You sound very capable and strong, and self-reliant- you can do this! Smile

suggestionsplease1 · 11/04/2020 10:20

It doesn't sound great OP - you both sound like you're not really compatible.

To play devil's advocate and explore altermative takes... how are you 'disciplining' the kids? He might genuninely find your actions over the top and harmful to your children's emotional health? He should not however be bringing up any issues he has in front of the kids, but finding time to discuss this in private with you.

The white chocolate Easter eggs - to be honest I can imagine threads on here from posters starting.. "So bl*dy p**ed off...husband KEEPS BUYING chocolate he knows the kids don't like!!!" And they would probably have support from posters saying how thoughtless that was, blah blah...

But yes, that is playing devil's advocate. The overall style of interaction where you feel constantly undermined and on eggshells is not a good way of continuing. You can try to have to conversation to be clear on this and reset the overall tone (and it seems like this worked for an earlier poster on this thread) but if he's not open to that, or doesn't see the issue then you probably need to rethink the relationship altogether.

dkl55 · 11/04/2020 10:35

Hi OP
I think this sounds really horrible for you. In some way he has engineered a situation where he gets what he wants and you spring into action. My sister had her husband had a situation where from being very happy, after some very stressful years and a small child, her husband turned into a man who was very critical. She was always doing x, y or z incorrectly and it wears one down. So much so she was talking about leaving him. However she sat him down and tried to talk about how this was all making her feel and what he was doing. My personal opinion was that he, feeling depressed and in response to what had happened, was trying to exert some control over the rest of his life and lashing out at those close to him. The talk and about effort on his part to stop has meant that they are now happier. However how he responds to what you say is very important. Don't let him continue as you only have one life and you don't want someone taking what happiness there is in It from you. X

BertiesLanding · 11/04/2020 11:08

You got here because that's what you know. That's what you've been taught about relationships.

It's not true, though, and it's going to take time to unlearn that and to make much, much healthier choices about who spend time with, and what your definition of "love" is.

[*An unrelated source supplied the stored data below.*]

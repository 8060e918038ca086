//! The closed set of HTTP methods the router accepts routes for.
use std::{fmt, str::FromStr};

use crate::core::error::RouteError;

#[derive(Debug, Clone, Copy, PartialEq, Eq, Hash)]
pub enum Method {
    Get,
    Post,
    Put,
    Delete,
    Options,
}

impl Method {
    pub const ALL: [Method; 5] = [
        Method::Get,
        Method::Post,
        Method::Put,
        Method::Delete,
        Method::Options,
    ];

    pub fn as_str(&self) -> &'static str {
        match self {
            Method::Get => "GET",
            Method::Post => "POST",
            Method::Put => "PUT",
            Method::Delete => "DELETE",
            Method::Options => "OPTIONS",
        }
    }
}

impl fmt::Display for Method {
    fn fmt(&self, f: &mut fmt::Formatter<'_>) -> fmt::Result {
        f.write_str(self.as_str())
    }
}

impl FromStr for Method {
    type Err = RouteError;

    /// Case-sensitive: `get` is not `GET`.
    fn from_str(s: &str) -> Result<Self, Self::Err> {
        match s {
            "GET" => Ok(Method::Get),
            "POST" => Ok(Method::Post),
            "PUT" => Ok(Method::Put),
            "DELETE" => Ok(Method::Delete),
            "OPTIONS" => Ok(Method::Options),
            other => Err(RouteError::UnsupportedMethod(other.to_string())),
        }
    }
}

impl TryFrom<&http::Method> for Method {
    type Error = RouteError;

    fn try_from(method: &http::Method) -> Result<Self, Self::Error> {
        method.as_str().parse()
    }
}
use std::{future::IntoFuture, sync::Arc};

use axum::extract::Request;
use eyre::{Context, Result};
use tokio::net::TcpListener;
use tower::ServiceBuilder;
use tower_http::trace::TraceLayer;

use crate::{adapters::HttpHandler, utils::GracefulShutdown};

/// Build the axum application: every method and path goes to `handler`.
pub fn app(handler: Arc<HttpHandler>) -> axum::Router {
    axum::Router::new()
        .fallback(move |req: Request| {
            let handler = handler.clone();
            async move { handler.handle_request(req).await }
        })
        .layer(ServiceBuilder::new().layer(TraceLayer::new_for_http()))
}

/// Serve `app` on `listener` until a shutdown signal arrives, then give
/// in-flight requests up to the shutdown timeout to finish.
pub async fn serve(
    listener: TcpListener,
    app: axum::Router,
    shutdown: &GracefulShutdown,
) -> Result<()> {
    let local_addr = listener.local_addr().context("Failed to get local addr")?;
    tracing::info!("Waypoint server listening on {}", local_addr);

    let mut stop_token = shutdown.shutdown_token();
    let mut drain_token = shutdown.shutdown_token();
    let drain_timeout = shutdown.shutdown_timeout();

    let server = axum::serve(listener, app)
        .with_graceful_shutdown(async move {
            let reason = stop_token.wait_for_shutdown().await;
            tracing::info!("Shutdown signal received: {:?}; draining requests", reason);
        })
        .into_future();

    tokio::select! {
        result = server => result.context("Server error"),
        _ = async move {
            drain_token.wait_for_shutdown().await;
            tokio::time::sleep(drain_timeout).await;
        } => {
            tracing::warn!(
                "Shutdown timeout exceeded ({:?}), abandoning in-flight requests",
                drain_timeout
            );
            Ok(())
        }
    }
}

morecoffeerequired · 11/04/2020 11:18

you always take everything so personally
The only response to that is to say that "Yes, that's because it is personal, you are criticising me. You are not my boss so stop telling me off. If you want something doing a certain way, then do it your fucking self".

Aerial2020 · 11/04/2020 11:51

This

Aerial2020 · 11/04/2020 11:53

I can see why this is happening OP. You prob learnt it from your parents/childhood and it takes a lot to undo a lifetime of it.
Start small with saying no, or that's not good for me. Or ignore.
If you've always done as you are told, its prob strange to start thinking what's best for you instead.
It's a pattern of behaviour to unlearn.

Graphista · 11/04/2020 18:03

@Foghead & @Aerial2020

while your posts are well meaning and I understand the frustration but your advice could actually be dangerous for op.

Becoming antagonistic or confrontational with a controlling man could trigger violence.

Op above all stay safe. You know him you know what will be safe and what won't.

Aerial2020 · 11/04/2020 18:31

Er what? @Foghead
I didn't say confront him. I suggested saying no and ignoring???